Ante la búsqueda esquizofrénica por hallar al enemigo, el frente de combate va encerrándose en sí mismo, en el yugo que los define, en una asimetría con el todo que los rodea. En consecuencia, el enemigo se transforma en un simulacro, en las tensiones de lo que no hay, de lo que no se encuentra. Tal asimetría entre los personajes y el paisaje emplaza a que podamos detenernos en la degradación de los cuerpos y de los uniformes. 

Esto último permite reparar en la que los personajes pijchan cada vez menos, en la medida en que la asimetría iba haciéndose cada vez más insostenible. El hecho de que el general se negara a pijchar, y luego se encontrase en condiciones más vulnerables que el resto, permite pensar el suministro de coca como un elemento narrativo, cuyo consumo va cristalizando las obsolescencias propias del paisaje.
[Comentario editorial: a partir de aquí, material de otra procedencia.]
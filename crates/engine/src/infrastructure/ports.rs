//! Port traits for infrastructure boundaries.
//!
//! Time is the only external dependency the core cannot control directly, so
//! it is injected. Everything else is concrete types.

use chrono::{DateTime, Utc};

// =============================================================================
// Testability Ports
// =============================================================================

#[cfg_attr(test, mockall::automock)]
pub trait ClockPort: Send + Sync {
    fn now(&self) -> DateTime<Utc>;
}
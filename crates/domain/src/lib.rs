//! Aethelon domain types.
//!
//! Pure value objects shared by the engine: the semantic version model, module
//! descriptors and lifecycle states, and the typed configuration view.

pub mod error;
pub mod module;
pub mod settings;
pub mod version;

pub use error::DomainError;

pub use module::{
    DiScope, LifecycleState, ModuleDescriptor, ModuleName, ModuleSide, RuntimeSide,
    DEFAULT_LOAD_PRIORITY, LEGACY_SUFFIX,
};

pub use settings::{
    AethelonSettings, MigrationHistoryEntry, PhaseSettings, TurtleSettings, CONFIG_VERSION_KEY,
    CURRENT_CONFIG_VERSION, LEGACY_CONFIG_VERSION, MIGRATION_HISTORY_KEY,
};

pub use version::{compare_versions, SemanticVersion, VersionComponent, VersionError};
//! Migrations shipped with the engine.

use aethelon_domain::SemanticVersion;
use serde_json::{json, Value};

use super::{utils, ConfigMigration, MigrationDescriptor};

/// Every shipped migration, oldest first
pub fn builtin_migrations() -> Vec<Box<dyn ConfigMigration>> {
    vec![
        Box::new(AddModuleValidation),
        Box::new(RenameDebugAddLegacySwitch),
    ]
}

/// 0.9.0 -> 1.0.0: introduce the module validation toggle.
pub struct AddModuleValidation;

impl ConfigMigration for AddModuleValidation {
    fn id(&self) -> &str {
        "add_module_validation"
    }

    fn descriptor(&self) -> MigrationDescriptor {
        MigrationDescriptor::new(
            SemanticVersion::new(0, 9, 0),
            SemanticVersion::new(1, 0, 0),
            "Add enableModuleValidation toggle",
        )
        .reversible()
    }

    fn migrate(&self, doc: &mut Value) -> anyhow::Result<()> {
        utils::add_field_if_missing(doc, "enableModuleValidation", json!(true));
        Ok(())
    }

    fn validate_migration(&self, doc: &Value) -> bool {
        doc.get("enableModuleValidation")
            .is_some_and(Value::is_boolean)
    }
}

/// 1.0.0 -> 1.1.0: `enableDebugLogging` becomes `debugMode`, and the legacy
/// module switch appears (off by default).
pub struct RenameDebugAddLegacySwitch;

impl ConfigMigration for RenameDebugAddLegacySwitch {
    fn id(&self) -> &str {
        "rename_debug_add_legacy_switch"
    }

    fn descriptor(&self) -> MigrationDescriptor {
        MigrationDescriptor::new(
            SemanticVersion::new(1, 0, 0),
            SemanticVersion::new(1, 1, 0),
            "Rename enableDebugLogging to debugMode and add forceLegacyModules",
        )
    }

    fn migrate(&self, doc: &mut Value) -> anyhow::Result<()> {
        if doc.get("debugMode").is_some() {
            utils::remove_field(doc, "enableDebugLogging");
        } else {
            utils::rename_field(doc, "enableDebugLogging", "debugMode");
        }
        utils::add_field_if_missing(doc, "forceLegacyModules", json!(false));
        Ok(())
    }

    fn validate_migration(&self, doc: &Value) -> bool {
        doc.get("enableDebugLogging").is_none()
            && doc
                .get("forceLegacyModules")
                .is_some_and(Value::is_boolean)
    }
}
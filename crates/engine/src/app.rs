//! Application composition.
//!
//! Everything is constructed here and handed down explicitly: the settings
//! are loaded (and migrated) once, wrapped in an `Arc`, registered as a
//! service and given to the module loader.

use std::path::PathBuf;
use std::sync::Arc;

use aethelon_domain::{AethelonSettings, RuntimeSide};
use thiserror::Error;

use crate::infrastructure::config_store::{
    resolve_config_dir, ConfigSource, ConfigStore, LoadedConfig,
};
use crate::infrastructure::ports::ClockPort;
use crate::migration::MigrationError;
use crate::modules::{EnhancedModuleLoader, LoadReport, ModuleError, ModuleRegistry, ServiceRegistry};

/// Environment variable selecting the runtime side (`client` or `server`)
pub const RUNTIME_ENV: &str = "AETHELON_RUNTIME";

#[derive(Debug, Error)]
pub enum AppError {
    #[error("Failed to set up config migrations: {0}")]
    Migration(#[from] MigrationError),

    #[error("Failed to register modules: {0}")]
    Module(#[from] ModuleError),
}

/// Startup parameters.
#[derive(Debug, Clone)]
pub struct AppConfig {
    pub config_dir: PathBuf,
    pub runtime: RuntimeSide,
}

impl AppConfig {
    pub fn from_env() -> Self {
        let runtime = match std::env::var(RUNTIME_ENV).as_deref() {
            Ok("server") | Ok("dedicated_server") => RuntimeSide::DedicatedServer,
            _ => RuntimeSide::Client,
        };
        Self {
            config_dir: resolve_config_dir(),
            runtime,
        }
    }
}

/// Main application state.
pub struct App {
    pub settings: Arc<AethelonSettings>,
    pub config: ConfigStore,
    pub config_source: ConfigSource,
    pub services: Arc<ServiceRegistry>,
    pub modules: EnhancedModuleLoader,
}

impl App {
    pub fn new(config: AppConfig, clock: Arc<dyn ClockPort>) -> Result<Self, AppError> {
        let store = ConfigStore::open(&config.config_dir, clock)?;

        let loaded = match store.load_or_default() {
            Ok(loaded) => loaded,
            Err(e) => {
                // The file is left as it was so a fixed build can retry.
                tracing::error!(
                    error = %e,
                    path = %store.path().display(),
                    "Config migration failed, continuing with default settings"
                );
                LoadedConfig::defaults(ConfigSource::FallbackDefault)
            }
        };
        if let Some(migration) = loaded.migration.as_ref().filter(|m| m.migration_performed) {
            tracing::info!(
                from = %migration.from_version,
                to = %migration.to_version,
                applied = ?migration.applied_migrations,
                "Configuration migrated"
            );
        }

        let settings = Arc::new(loaded.settings);
        let services = Arc::new(ServiceRegistry::new());
        services.register(settings.clone());

        let modules = EnhancedModuleLoader::new(
            ModuleRegistry::with_builtin()?,
            settings.clone(),
            config.runtime,
            services.clone(),
        );

        Ok(Self {
            settings,
            config: store,
            config_source: loaded.source,
            services,
            modules,
        })
    }

    pub fn start(&mut self) -> &LoadReport {
        self.modules.load_modules()
    }

    /// Returns the number of modules that failed to shut down.
    pub fn shutdown(&mut self) -> usize {
        self.modules.shutdown_modules()
    }
}
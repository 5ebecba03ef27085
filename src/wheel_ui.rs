//! Wheel drawing: the rotated rim and spokes plus the centered readout.
//!
//! Geometry follows a 200-unit square viewport (rim radius 85, hub radius
//! 60, spoke width 15) scaled to fill whatever rectangle the embedding
//! allots. Only the spokes visibly rotate; the circles are rotation
//! invariant and the readout stays upright.

use egui::{Align2, Color32, FontId, Painter, Pos2, Rect, Response, Sense, Stroke, Ui, Vec2};

use crate::panel::WheelDisplay;

/// Visual style for the wheel graphic.
#[derive(Debug, Clone, PartialEq)]
pub struct WheelStyle {
    /// Rim, hub, and spoke color.
    pub rim_color: Color32,
    /// Readout text color.
    pub text_color: Color32,
}

impl Default for WheelStyle {
    fn default() -> Self {
        Self {
            rim_color: Color32::from_rgb(0x52, 0x49, 0x94),
            text_color: Color32::WHITE,
        }
    }
}

fn rotate_about(point: Pos2, center: Pos2, angle_rad: f32) -> Pos2 {
    let (sin, cos) = angle_rad.sin_cos();
    let d = point - center;
    center + Vec2::new(d.x * cos - d.y * sin, d.x * sin + d.y * cos)
}

/// Draw the wheel and readout into `rect`.
pub fn draw_wheel(
    painter: &Painter,
    rect: Rect,
    display: &WheelDisplay,
    font_size: f32,
    style: &WheelStyle,
) {
    let center = rect.center();
    let unit = rect.width().min(rect.height()) / 200.0;
    let angle = (display.rotation_deg as f32).to_radians();
    let rim = Stroke::new(15.0 * unit, style.rim_color);

    painter.circle_stroke(center, 85.0 * unit, rim);
    painter.circle_filled(center, 60.0 * unit, style.rim_color);

    let spoke = |from: Pos2, to: Pos2| {
        painter.line_segment(
            [
                rotate_about(from, center, angle),
                rotate_about(to, center, angle),
            ],
            rim,
        );
    };
    // Lower spoke and cross spoke, as on the physical wheel.
    spoke(center, center + Vec2::new(0.0, 80.0 * unit));
    spoke(
        center - Vec2::new(80.0 * unit, 0.0),
        center + Vec2::new(80.0 * unit, 0.0),
    );

    painter.text(
        center,
        Align2::CENTER_CENTER,
        &display.label,
        FontId::proportional(font_size),
        style.text_color,
    );
}

/// Widget wrapper: fills the available space and draws the wheel.
pub fn wheel_widget(
    ui: &mut Ui,
    display: &WheelDisplay,
    font_size: f32,
    style: &WheelStyle,
) -> Response {
    let (rect, response) = ui.allocate_exact_size(ui.available_size(), Sense::hover());
    draw_wheel(ui.painter(), rect, display, font_size, style);
    response
}
//! Message-path parsing and nested value lookup.
//!
//! A message path names a stream and, optionally, a field inside each
//! message: `/veh.twist.angular.z` selects stream `/veh` and walks
//! `twist` → `angular` → `z` through the payload. An empty field path means
//! "read the message's designated scalar payload field" (`data`).

use serde_json::Value;

/// Payload field read when the message path carries no field segments.
pub const SCALAR_PAYLOAD_FIELD: &str = "data";

/// Parsed form of `series.message_path`.
#[derive(Debug, Clone, Default, PartialEq, Eq)]
pub struct MessagePath {
    /// Stream identifier: everything before the first `.`.
    pub stream: String,
    /// Dot-separated field segments after the stream; empty means "use the
    /// message's sole scalar payload".
    pub field_path: Vec<String>,
}

impl MessagePath {
    /// Split a raw path at the first `.`. No validation happens here; an
    /// unknown stream simply never matches a frame.
    pub fn parse(raw: &str) -> MessagePath {
        match raw.split_once('.') {
            Some((stream, rest)) if !rest.is_empty() => MessagePath {
                stream: stream.to_string(),
                field_path: rest.split('.').map(str::to_string).collect(),
            },
            Some((stream, _)) => MessagePath {
                stream: stream.to_string(),
                field_path: Vec::new(),
            },
            None => MessagePath {
                stream: raw.to_string(),
                field_path: Vec::new(),
            },
        }
    }

    /// `false` for the empty path, which can never subscribe to anything.
    pub fn has_stream(&self) -> bool {
        !self.stream.is_empty()
    }

    /// Extract the numeric value this path selects from a payload, if any.
    pub fn extract(&self, payload: &Value) -> Option<f64> {
        if self.field_path.is_empty() {
            payload.get(SCALAR_PAYLOAD_FIELD).and_then(Value::as_f64)
        } else {
            resolve_path(payload, &self.field_path)
        }
    }
}

/// Walk `path` through nested objects (and arrays, by index). Any missing
/// or wrong-typed intermediate, or a non-numeric leaf, yields `None` rather
/// than an error.
pub fn resolve_path(value: &Value, path: &[String]) -> Option<f64> {
    let mut current = value;
    for segment in path {
        current = match current {
            Value::Object(map) => map.get(segment.as_str())?,
            Value::Array(items) => items.get(segment.parse::<usize>().ok()?)?,
            _ => return None,
        };
    }
    current.as_f64()
}

#[cfg(test)]
mod tests {
    use super::*;
    use serde_json::json;

    #[test]
    fn splits_stream_and_field_path() {
        let path = MessagePath::parse("/veh.twist.angular.z");
        assert_eq!(path.stream, "/veh");
        assert_eq!(path.field_path, vec!["twist", "angular", "z"]);
    }

    #[test]
    fn bare_stream_has_empty_field_path() {
        let path = MessagePath::parse("/veh");
        assert_eq!(path.stream, "/veh");
        assert!(path.field_path.is_empty());
        assert!(path.has_stream());
    }

    #[test]
    fn trailing_dot_means_scalar_payload() {
        let path = MessagePath::parse("/veh.");
        assert_eq!(path.stream, "/veh");
        assert!(path.field_path.is_empty());
    }

    #[test]
    fn empty_path_has_no_stream() {
        let path = MessagePath::parse("");
        assert!(!path.has_stream());
    }

    #[test]
    fn resolve_walks_nested_objects() {
        let payload = json!({ "twist": { "angular": { "z": -0.25 } } });
        let segments: Vec<String> = ["twist", "angular", "z"]
            .iter()
            .map(|s| s.to_string())
            .collect();
        assert_eq!(resolve_path(&payload, &segments), Some(-0.25));
    }

    #[test]
    fn resolve_indexes_arrays() {
        let payload = json!({ "wheels": [0.1, 0.2, 0.3] });
        let segments: Vec<String> = ["wheels", "1"].iter().map(|s| s.to_string()).collect();
        assert_eq!(resolve_path(&payload, &segments), Some(0.2));
    }

    #[test]
    fn missing_intermediate_is_absent_not_an_error() {
        let payload = json!({ "twist": { "linear": { "x": 1.0 } } });
        let segments: Vec<String> = ["twist", "angular", "z"]
            .iter()
            .map(|s| s.to_string())
            .collect();
        assert_eq!(resolve_path(&payload, &segments), None);
    }

    #[test]
    fn non_numeric_leaf_is_absent() {
        let payload = json!({ "status": { "mode": "auto" } });
        let segments: Vec<String> = ["status", "mode"].iter().map(|s| s.to_string()).collect();
        assert_eq!(resolve_path(&payload, &segments), None);
    }

    #[test]
    fn scalar_through_non_container_is_absent() {
        let payload = json!({ "angle": 5.0 });
        let segments: Vec<String> = ["angle", "deeper"].iter().map(|s| s.to_string()).collect();
        assert_eq!(resolve_path(&payload, &segments), None);
    }

    #[test]
    fn extract_reads_data_field_for_empty_path() {
        let path = MessagePath::parse("/veh");
        assert_eq!(path.extract(&json!({ "data": 30 })), Some(30.0));
        assert_eq!(path.extract(&json!({ "x": 5 })), None);
    }

    #[test]
    fn extract_follows_field_path() {
        let path = MessagePath::parse("/veh.twist.angular.z");
        let payload = json!({ "twist": { "angular": { "z": 12.5 } } });
        assert_eq!(path.extract(&payload), Some(12.5));
    }
}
No siendo la coca un elemento menor, es un acierto su constante presencia –a lo largo de la película. El acto de pijchar se transforma en un gesto que define el no estar parte alguna, su sola carencia agudiza la asimetría entre los personajes con el todo al que responden.

Al lado de Mondaca y Martel, finalmente reencuadré Caliche Sangriento (1969) de Helvio Soto y el cahuín de la denuncia hecha por el Ejército de Chile ante la deshonra simbólica de los viejos estandartes en la que “incurrió” la obra fílmica. He aquí el punto de fuerza que me hizo reubicar la experiencia de Chaco en un continuo de otras significancias: en pensar el uniforme y la uniformidad deteriorada de las épicas forzosas. Pensar el paisaje y en las derrotas que no se nos cuentan.